Gene Targeting Differential Evolution: A Simple and Efficient Method for Large-Scale Optimization

Large-scale optimization problems (LSOPs) are challenging because the algorithm is difficult in balancing too many dimensions and in escaping from trapped bottleneck dimensions. To improve solutions, this article introduces targeted modification to the certain values in the bottleneck dimensions. Analogous to gene targeting (GT) in biotechnology, we experiment on targeting the specific genes in the candidate solution to improve its trait in differential evolution (DE). We propose a simple and efficient method, called GT-based DE (GTDE), to solve LSOPs. In the algorithm design, a simple GT-based modification is developed to perform on the best individual, comprising probabilistically targeting the location of bottleneck dimensions, constructing a homologous targeting vector, and inserting the targeting vector into the best individual. In this way, all the bottleneck dimensions of the best individual can be probabilistically targeted and modified to break the bottleneck and to provide global guidance for more optimal evolution. Note that the GT is only performed on the globally best individual and is just carried out as a simple operator that is added to the standard DE. Experimental studies compare the GTDE with some other state-of-the-art large-scale optimization algorithms, including the winners of CEC2010, CEC2012, CEC2013, and CEC2018 competitions on large-scale optimization.

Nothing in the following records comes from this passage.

//! # Import Configuration
//!
//! Thresholds and tables that drive the import decision. Every field has a
//! default, so an empty JSON object is a valid configuration file.

use std::path::{Path, PathBuf};

use serde::{Deserialize, Serialize};

use crate::error::{EpisodicError, Result};
use crate::types::QualityTable;

/// Files smaller than this are suspicious unless their runtime says otherwise.
pub const DEFAULT_MIN_FILE_SIZE_BYTES: u64 = 70 * 1024 * 1024;

/// Runtime below which an undersized file is treated as a sample or placeholder.
pub const DEFAULT_MIN_RUNTIME_SECS: u64 = 180;

/// Container extensions the scanner considers.
pub const DEFAULT_VIDEO_EXTENSIONS: &[&str] = &[
    "mkv", "mp4", "avi", "m4v", "mov", "wmv", "ts", "m2ts", "mpg", "mpeg", "webm",
];

/// Configuration for the import engine.
#[derive(Debug, Clone, PartialEq, Serialize, Deserialize)]
#[serde(default)]
pub struct ImportConfig {
    /// Size threshold of the heuristic gate, in bytes.
    pub min_file_size_bytes: u64,
    /// Runtime threshold of the heuristic gate, in seconds.
    pub min_runtime_secs: u64,
    /// Quality levels from lowest to highest.
    pub quality_table: QualityTable,
    /// Lowercase extensions (without the dot) treated as video files.
    pub video_extensions: Vec<String>,
    /// Where superseded files are moved; deleted outright when unset.
    pub recycle_bin: Option<PathBuf>,
}

impl Default for ImportConfig {
    fn default() -> Self {
        Self {
            min_file_size_bytes: DEFAULT_MIN_FILE_SIZE_BYTES,
            min_runtime_secs: DEFAULT_MIN_RUNTIME_SECS,
            quality_table: QualityTable::default(),
            video_extensions: DEFAULT_VIDEO_EXTENSIONS
                .iter()
                .map(|ext| (*ext).to_string())
                .collect(),
            recycle_bin: None,
        }
    }
}

impl ImportConfig {
    /// Create a new configuration with default settings.
    pub fn new() -> Self {
        Self::default()
    }

    /// Loads and validates a JSON configuration file.
    ///
    /// # Errors
    ///
    /// Returns `EpisodicError::Io` if the file cannot be read, `Json` if it
    /// is malformed and `InvalidConfig`/`InvalidQualityTable` if a value is
    /// rejected.
    pub fn from_json_file(path: &Path) -> Result<Self> {
        let raw = std::fs::read_to_string(path).map_err(|e| EpisodicError::io(path, e))?;
        Self::from_json_str(&raw)
    }

    /// Parses and validates a JSON configuration document.
    pub fn from_json_str(raw: &str) -> Result<Self> {
        let config: Self = serde_json::from_str(raw)?;
        config.validate()?;
        Ok(config)
    }

    /// Checks value ranges.
    pub fn validate(&self) -> Result<()> {
        if self.video_extensions.is_empty() {
            return Err(EpisodicError::InvalidConfig(
                "video_extensions must not be empty".into(),
            ));
        }
        if let Some(ext) = self
            .video_extensions
            .iter()
            .find(|ext| ext.starts_with('.') || ext.chars().any(char::is_uppercase))
        {
            return Err(EpisodicError::InvalidConfig(format!(
                "video extension {ext:?} must be lowercase and without a leading dot"
            )));
        }
        Ok(())
    }

    /// Set the size threshold of the heuristic gate.
    pub fn with_min_file_size(mut self, bytes: u64) -> Self {
        self.min_file_size_bytes = bytes;
        self
    }

    /// Set the runtime threshold of the heuristic gate.
    pub fn with_min_runtime(mut self, secs: u64) -> Self {
        self.min_runtime_secs = secs;
        self
    }

    /// Replace the quality table.
    pub fn with_quality_table(mut self, table: QualityTable) -> Self {
        self.quality_table = table;
        self
    }

    /// Move superseded files into `dir` instead of deleting them.
    pub fn with_recycle_bin(mut self, dir: impl Into<PathBuf>) -> Self {
        self.recycle_bin = Some(dir.into());
        self
    }

    /// Returns `true` if `path` carries one of the configured video extensions.
    #[must_use]
    pub fn is_video_file(&self, path: &Path) -> bool {
        path.extension()
            .and_then(|ext| ext.to_str())
            .map(|ext| {
                let ext = ext.to_ascii_lowercase();
                self.video_extensions.iter().any(|known| *known == ext)
            })
            .unwrap_or(false)
    }
}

The results show that the GTDE is efficient and performs better than or at least comparable to the others in solving LSOPs.

Automated summary

This article proposes a method called GT-based DE to solve large-scale optimization problems by targeting and modifying certain values in bottleneck dimensions. Experimental results show that GTDE is efficient and performs better or at least comparable to other state-of-the-art algorithms in solving LSOPs.